Newsroom24x7 Desk
Coimbatore: A joint operation by the Tamil Nadu, Andhra Pradesh, Kerala and Karnataka Police on Monday led to the arrest of 2 top Maoist leader and three others near Coimbatore.
Among those arrested is Roopesh and his wife, both natives of Kerala. Roopesh was wanted by the police for ten years.
According to police sources, the arrested Maoist leaders were allegedly engaged in building a strategy to carve out a Southern corridor for the Maoists, who ae also called the naxalites.

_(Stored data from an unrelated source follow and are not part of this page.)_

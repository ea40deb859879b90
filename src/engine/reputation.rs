//! Running weighted-average reputation.

use crate::domain::{Decimal, Reputation};

/// Fold one submitted rating into the running average and bump the count.
///
/// `new = (old × n + submitted) / (n + 1)`, clamped to `[0, 10]`.
pub fn apply_rating(current: Reputation, submitted: Decimal) -> Reputation {
    let lo = Decimal::zero();
    let hi = Decimal::from_units(10);
    let submitted = submitted.clamp(lo, hi);
    let n = Decimal::from_units(current.total_ratings.max(0));
    let rating = (current.rating.clamp(lo, hi) * n + submitted) / (n + Decimal::one());
    Reputation::new(rating.clamp(lo, hi), current.total_ratings.max(0) + 1)
}
//! Repository layer for database operations.
//!
//! `Repository` owns the pool. Methods are organized across submodules:
//! - `requests.rs` - service requests, diagnoses, domestic details, execution logs
//! - `ledger.rs` - payments, escrows, digital acceptances
//! - `fraud.rs` - anti-fraud flags
//! - `reviews.rs` - reviews and provider reputation
//!
//! Associated functions taking a connection or executor are meant to run
//! inside a transaction opened with [`Repository::begin`].

mod fraud;
mod ledger;
mod requests;
mod reviews;

pub use requests::StatusUpdate;

use crate::domain::{Category, CategoryKind, Client, Decimal, Provider, Reputation};
use sqlx::sqlite::{Sqlite, SqlitePool, SqliteRow};
use sqlx::{Executor, Row, Transaction};
use std::fmt::Display;
use std::str::FromStr;

/// Repository for database operations.
#[derive(Debug, Clone)]
pub struct Repository {
    pool: SqlitePool,
}

/// Parse a text column through `FromStr`, surfacing failures as decode errors.
pub(crate) fn parsed<T>(row: &SqliteRow, column: &str) -> Result<T, sqlx::Error>
where
    T: FromStr,
    T::Err: Display,
{
    let raw: String = row.try_get(column)?;
    raw.parse::<T>().map_err(|e| {
        sqlx::Error::Decode(format!("column {} has invalid value {:?}: {}", column, raw, e).into())
    })
}

pub(crate) fn parsed_opt<T>(row: &SqliteRow, column: &str) -> Result<Option<T>, sqlx::Error>
where
    T: FromStr,
    T::Err: Display,
{
    let raw: Option<String> = row.try_get(column)?;
    raw.map(|raw| {
        raw.parse::<T>().map_err(|e| {
            sqlx::Error::Decode(
                format!("column {} has invalid value {:?}: {}", column, raw, e).into(),
            )
        })
    })
    .transpose()
}

pub(crate) fn is_unique_violation(err: &sqlx::Error) -> bool {
    err.as_database_error()
        .map(|e| e.is_unique_violation())
        .unwrap_or(false)
}

fn category_from_row(row: &SqliteRow) -> Result<Category, sqlx::Error> {
    Ok(Category {
        id: row.try_get("id")?,
        name: row.try_get("name")?,
        base_price: parsed(row, "base_price")?,
        kind: parsed(row, "kind")?,
    })
}

fn client_from_row(row: &SqliteRow) -> Result<Client, sqlx::Error> {
    Ok(Client {
        id: row.try_get("id")?,
        name: row.try_get("name")?,
        document: row.try_get("document")?,
    })
}

fn provider_from_row(row: &SqliteRow) -> Result<Provider, sqlx::Error> {
    Ok(Provider {
        id: row.try_get("id")?,
        name: row.try_get("name")?,
        specialty: row.try_get("specialty")?,
        available: row.try_get::<i64, _>("available")? != 0,
        rating: parsed(row, "rating")?,
        total_ratings: row.try_get("total_ratings")?,
    })
}

impl Repository {
    pub fn new(pool: SqlitePool) -> Self {
        Repository { pool }
    }

    pub fn pool(&self) -> &SqlitePool {
        &self.pool
    }

    /// Open a write transaction. Dropping it without `commit` rolls back.
    pub async fn begin(&self) -> Result<Transaction<'static, Sqlite>, sqlx::Error> {
        self.pool.begin().await
    }

    // =========================================================================
    // Catalog
    // =========================================================================

    pub async fn insert_category(
        &self,
        name: &str,
        base_price: Decimal,
        kind: CategoryKind,
    ) -> Result<Category, sqlx::Error> {
        let id = sqlx::query("INSERT INTO categories (name, base_price, kind) VALUES (?, ?, ?)")
            .bind(name)
            .bind(base_price.to_canonical_string())
            .bind(kind.as_str())
            .execute(&self.pool)
            .await?
            .last_insert_rowid();

        Ok(Category {
            id,
            name: name.to_string(),
            base_price,
            kind,
        })
    }

    pub async fn get_category(&self, id: i64) -> Result<Option<Category>, sqlx::Error> {
        sqlx::query("SELECT id, name, base_price, kind FROM categories WHERE id = ?")
            .bind(id)
            .fetch_optional(&self.pool)
            .await?
            .map(|row| category_from_row(&row))
            .transpose()
    }

    // =========================================================================
    // Parties
    // =========================================================================

    pub async fn insert_client(
        &self,
        name: &str,
        document: Option<&str>,
    ) -> Result<Client, sqlx::Error> {
        let id = sqlx::query("INSERT INTO clients (name, document) VALUES (?, ?)")
            .bind(name)
            .bind(document)
            .execute(&self.pool)
            .await?
            .last_insert_rowid();

        Ok(Client {
            id,
            name: name.to_string(),
            document: document.map(str::to_string),
        })
    }

    pub async fn get_client(&self, id: i64) -> Result<Option<Client>, sqlx::Error> {
        sqlx::query("SELECT id, name, document FROM clients WHERE id = ?")
            .bind(id)
            .fetch_optional(&self.pool)
            .await?
            .map(|row| client_from_row(&row))
            .transpose()
    }

    pub async fn insert_provider(
        &self,
        name: &str,
        specialty: &str,
    ) -> Result<Provider, sqlx::Error> {
        let id = sqlx::query("INSERT INTO providers (name, specialty) VALUES (?, ?)")
            .bind(name)
            .bind(specialty)
            .execute(&self.pool)
            .await?
            .last_insert_rowid();

        Ok(Provider {
            id,
            name: name.to_string(),
            specialty: specialty.to_string(),
            available: true,
            rating: Decimal::zero(),
            total_ratings: 0,
        })
    }

    pub async fn get_provider(&self, id: i64) -> Result<Option<Provider>, sqlx::Error> {
        Self::fetch_provider(&self.pool, id).await
    }

    pub async fn fetch_provider<'e, E>(executor: E, id: i64) -> Result<Option<Provider>, sqlx::Error>
    where
        E: Executor<'e, Database = Sqlite>,
    {
        sqlx::query(
            r#"
            SELECT id, name, specialty, available, rating, total_ratings
            FROM providers WHERE id = ?
            "#,
        )
        .bind(id)
        .fetch_optional(executor)
        .await?
        .map(|row| provider_from_row(&row))
        .transpose()
    }

    pub async fn set_provider_available(&self, id: i64, available: bool) -> Result<bool, sqlx::Error> {
        let result = sqlx::query("UPDATE providers SET available = ? WHERE id = ?")
            .bind(available as i64)
            .bind(id)
            .execute(&self.pool)
            .await?;
        Ok(result.rows_affected() > 0)
    }

    pub async fn list_available_providers(&self) -> Result<Vec<Provider>, sqlx::Error> {
        let rows = sqlx::query(
            r#"
            SELECT id, name, specialty, available, rating, total_ratings
            FROM providers
            WHERE available = 1
            ORDER BY id ASC
            "#,
        )
        .fetch_all(&self.pool)
        .await?;

        rows.iter().map(provider_from_row).collect()
    }

    pub async fn set_reputation<'e, E>(
        executor: E,
        provider_id: i64,
        reputation: &Reputation,
    ) -> Result<bool, sqlx::Error>
    where
        E: Executor<'e, Database = Sqlite>,
    {
        let result =
            sqlx::query("UPDATE providers SET rating = ?, total_ratings = ? WHERE id = ?")
                .bind(reputation.rating.to_canonical_string())
                .bind(reputation.total_ratings)
                .bind(provider_id)
                .execute(executor)
                .await?;
        Ok(result.rows_affected() > 0)
    }
}

#[cfg(test)]
pub(crate) mod test_support {
    use super::Repository;
    use crate::db::init_db;
    use std::sync::Arc;
    use tempfile::TempDir;

    pub async fn setup_repo() -> (Arc<Repository>, TempDir) {
        let temp_dir = TempDir::new().unwrap();
        let db_path = temp_dir
            .path()
            .join("test.db")
            .to_string_lossy()
            .to_string();
        let pool = init_db(&db_path).await.expect("init_db failed");
        (Arc::new(Repository::new(pool)), temp_dir)
    }
}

After the success registered by the Greyhounds, the elite special force of Telangana and AP states which wiped out naxal terrorisim out of the states of Telangana and AP, the Maoists are once again desperate to regroup and assert their position in areas like Khammam in Andhyra Pradesh and Ghadchiroli in Maharashtra. In the meanwhile, they have remained deeply entrenched in the Bastar area of Chhattisgarh state and have been striking their targets at will and inflicting heavy casualties. In neighbouring Madhya Pradesh, there are more than half a dozen districts where the movement of Maoists has been recorded on a number of occasions. The Naxalites have been using Madhya Pradesh territory as a safe haven and also targeting development related projects in the state. They have been active in the Balaghat district for more than two decades. They were behind the murder of state minister for transport Likhiram Kavre in his native village in Balaghat district in December 1999.
The Maoists have succeeded in penetrating and are deeply entrenched in a corridor stretching through Andhra Pradesh, Telangana, Chhattisgarh, Madhya Pradesh, Odisha, Bihar, Jharkhand, Uttar Pradesh and West Bengal – all the way up to Nepal. The arrest of top Maoist leaders on Monday is significant and a crucial development as the Naxalites were planning to build a red corridor in the South.